BEGIN
pub fn novice_check(f: &FeatureSet) -> Option<LevelDecision> {
    let no_complete_sentences = f.sentence_completion_rate < NL_MAX_COMPLETION;
    let mostly_isolated = f.average_sentence_length <= NL_MAX_AVERAGE_LENGTH
        && f.sentence_count <= NL_MAX_SENTENCES;
    let extremely_limited = f.word_count < NL_MAX_WORDS;

    if no_complete_sentences && mostly_isolated && extremely_limited {
        return Some(LevelDecision::new(
            Level::Nl,
            vec![
                "Almost no complete sentences; the response is mostly isolated words.".into(),
                format!(
                    "Fewer than {NL_MAX_WORDS} words, so the message does not carry through."
                ),
            ],
            "Output stays at the word-list stage, rated NL.",
        ));
    }

    let short_sentences = f.average_sentence_length > NM_SHORT_SENTENCE_MIN
        && f.average_sentence_length <= NM_SHORT_SENTENCE_MAX;
    let memorized_feel = f.lexical_variety < NM_MAX_LEXICAL_VARIETY;
    let spontaneity_limited = f.sentence_completion_rate < NM_MAX_COMPLETION;
    let hesitation_dominant = f.filler_rate > NM_MIN_FILLER_RATE;

    let signals = [
        short_sentences,
        memorized_feel,
        spontaneity_limited,
        hesitation_dominant,
    ];
    if signals.iter().filter(|&&s| s).count() >= NM_REQUIRED_SIGNALS {
        let mut notes =
            vec!["Speech leans on short memorized patterns and breaks down often.".to_string()];
        if short_sentences {
            notes.push(format!(
                "Sentences are short and template-like (about {:.1} words each).",
                f.average_sentence_length
            ));
        }
        if memorized_feel {
            notes.push("Vocabulary range is narrow; the same words keep coming back.".into());
        }
        if spontaneity_limited {
            notes.push(
                "Few complete sentences; speech is mostly isolated words or fragments.".into(),
            );
        }
        if hesitation_dominant {
            notes.push(format!(
                "Fillers and hesitation interrupt the delivery ({:.0}% fillers).",
                f.filler_rate * 100.0
            ));
        }
        return Some(LevelDecision::new(
            Level::Nm,
            notes,
            "Short template sentences and frequent hesitation, rated NM.",
        ));
    }

    let predictable_sentences = f.sentence_completion_rate >= NH_MIN_COMPLETION;
    let handles_basics = f.word_count >= NH_MIN_WORDS && f.sentence_count >= NH_MIN_SENTENCES;
    let beyond_memorized = f.lexical_variety >= NH_MIN_LEXICAL_VARIETY;
    // Above the intermediate word floor the intermediate and advanced tiers decide.
    let novice_volume = VolumeBand::from_words(f.word_count) == VolumeBand::Low;

    if predictable_sentences && handles_basics && beyond_memorized && novice_volume {
        return Some(LevelDecision::new(
            Level::Nh,
            vec![
                "Short but complete sentences were detected.".into(),
                "Enough words and sentences to cover basic functions.".into(),
            ],
            "Able to string basic sentences together, rated NH.",
        ));
    }

    None
}

pub fn advanced_check(f: &FeatureSet) -> Option<LevelDecision> {
    let coherent_multi_sentence = f.sentence_count >= ADV_MIN_SENTENCES
        && f.average_sentence_length >= ADV_MIN_AVERAGE_LENGTH
        && f.fluency_score >= ADV_MIN_FLUENCY
        && f.continuity_score >= ADV_MIN_CONTINUITY;
    let expanded_sentences = f.sentence_complexity >= ADV_MIN_COMPLEXITY
        && f.average_sentence_length >= ADV_MIN_EXPANDED_LENGTH;
    let solid_vocabulary = f.lexical_variety >= ADV_MIN_LEXICAL_VARIETY;

    if !(coherent_multi_sentence && expanded_sentences && solid_vocabulary) {
        return None;
    }

    let mut notes = vec![
        "Links multiple sentences into connected discourse that expands the topic.".to_string(),
        "Long sentences keep varied vocabulary and complex clauses.".to_string(),
    ];

    let connected_discourse = f.sentence_count >= AL_MIN_SENTENCES
        && f.connector_density >= AL_MIN_CONNECTOR_DENSITY
        && f.continuity_score >= AL_MIN_CONTINUITY;
    let narrates_across_time =
        f.time_marker_hits >= AL_MIN_TIME_MARKERS && f.word_count >= AL_MIN_NARRATION_WORDS;
    let high_control = f.grammar_accuracy >= AL_MIN_GRAMMAR
        && f.lexical_variety >= AL_MIN_LEXICAL_VARIETY
        && f.fluency_score >= AL_MIN_FLUENCY
        && f.word_count >= AL_MIN_WORDS;

    if connected_discourse && narrates_across_time && high_control {
        notes.push(format!(
            "Time-framed narration ({} time markers) and connectors flow naturally \
             over an ample response.",
            f.time_marker_hits
        ));
        notes.push("Grammar and vocabulary stay under control in long, complex sentences.".into());
        return Some(LevelDecision::new(
            Level::Al,
            notes,
            "Ample, well-connected and accurate speech, rated AL.",
        ));
    }

    Some(LevelDecision::new(
        Level::Ih,
        notes,
        "Expands the topic across linked sentences, rated IH.",
    ))
}

pub fn intermediate_check(f: &FeatureSet, fallback: Level) -> LevelDecision {
    let word_band = VolumeBand::from_words(f.word_count);
    let sentence_band = VolumeBand::from_sentences(f.sentence_count);
    let structure_band = StructureBand::from_complexity(f.sentence_complexity);
    let has_time_shift = f.has_time_shift();

    let meets_floor = f.sentence_completion_rate >= INT_MIN_COMPLETION
        && word_band != VolumeBand::Low
        && sentence_band != VolumeBand::Low;

    if !meets_floor {
        return LevelDecision::new(
            fallback,
            vec![
                "Response length is too limited (few words, few sentences or incomplete \
                 sentences) to place within the intermediate band."
                    .into(),
            ],
            "Limited volume and sentence completion; keeping the computed level.",
        );
    }

    let simple_delivery = f.average_sentence_length < IL_MAX_AVERAGE_LENGTH
        || f.connector_density < IL_MIN_CONNECTOR_DENSITY
        || f.lexical_variety < IL_MIN_LEXICAL_VARIETY
        || f.filler_rate > IL_MAX_FILLER_RATE;

    if simple_delivery {
        return LevelDecision::new(
            Level::Il,
            vec![
                "Mostly short, simple sentences listed one after another; \
                 links between ideas are weak."
                    .into(),
                "Adding basic connectors and tense markers would lift the level quickly.".into(),
            ],
            "Weak connection and limited vocabulary place this at IL.",
        );
    }

    let im3_candidate = f.word_count >= IM3_MIN_WORDS
        && f.sentence_count >= IM3_MIN_SENTENCES
        && structure_band != StructureBand::Simple
        && f.connector_density >= IM3_MIN_CONNECTOR_DENSITY
        && f.continuity_score >= IM3_MIN_CONTINUITY
        && f.lexical_variety >= IM3_MIN_LEXICAL_VARIETY
        && f.grammar_accuracy >= IM3_MIN_GRAMMAR
        && f.fluency_score >= IM3_MIN_FLUENCY
        && has_time_shift;

    if im3_candidate {
        return LevelDecision::new(
            Level::Im3,
            vec![
                "Uses connectors and time expressions to build stable paragraph-length answers."
                    .into(),
                "Vocabulary range and fluency are upper-intermediate or better.".into(),
            ],
            "Paragraph-length discourse with solid connection, rated IM3.",
        );
    }

    let im2_candidate = f.word_count >= IM2_MIN_WORDS
        && f.sentence_count >= IM2_MIN_SENTENCES
        && f.connector_density >= IM2_MIN_CONNECTOR_DENSITY
        && f.continuity_score >= IM2_MIN_CONTINUITY
        && f.lexical_variety >= IM2_MIN_LEXICAL_VARIETY
        && f.sentence_complexity >= IM2_MIN_COMPLEXITY
        && f.fluency_score >= IM2_MIN_FLUENCY
        && has_time_shift;

    if im2_candidate {
        return LevelDecision::new(
            Level::Im2,
            vec![
                "Uses basic connectors and tense shifts to expand the content.".into(),
                "Complete sentences and fluency are held steadily.".into(),
            ],
            "Connectors and tense shifts blend in naturally, rated IM2.",
        );
    }

    let im1_candidate = f.word_count >= IM1_MIN_WORDS
        && f.sentence_count >= IM1_MIN_SENTENCES
        && f.connector_density >= IM1_MIN_CONNECTOR_DENSITY
        && f.sentence_complexity >= IM1_MIN_COMPLEXITY
        && f.fluency_score >= IM1_MIN_FLUENCY
        && f.lexical_variety >= IM1_MIN_LEXICAL_VARIETY;

    if im1_candidate {
        return LevelDecision::new(
            Level::Im1,
            vec![
                "Builds short paragraphs that introduce a topic and describe it simply.".into(),
                "The share of complete sentences meets the intermediate bar.".into(),
            ],
            "Can introduce a topic and describe it simply, rated IM1.",
        );
    }

    LevelDecision::new(
        fallback,
        vec!["Intermediate band criteria agree with the computed level.".into()],
        "The computed score matches the intermediate criteria; keeping the base level.",
    )
}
END
PROBLEM TO SOLVE:
Write out each line of the data that holds the string "criteria".

RESPONSE AREA:
        vec!["Intermediate band criteria agree with the computed level.".into()],
        "The computed score matches the intermediate criteria; keeping the base level.",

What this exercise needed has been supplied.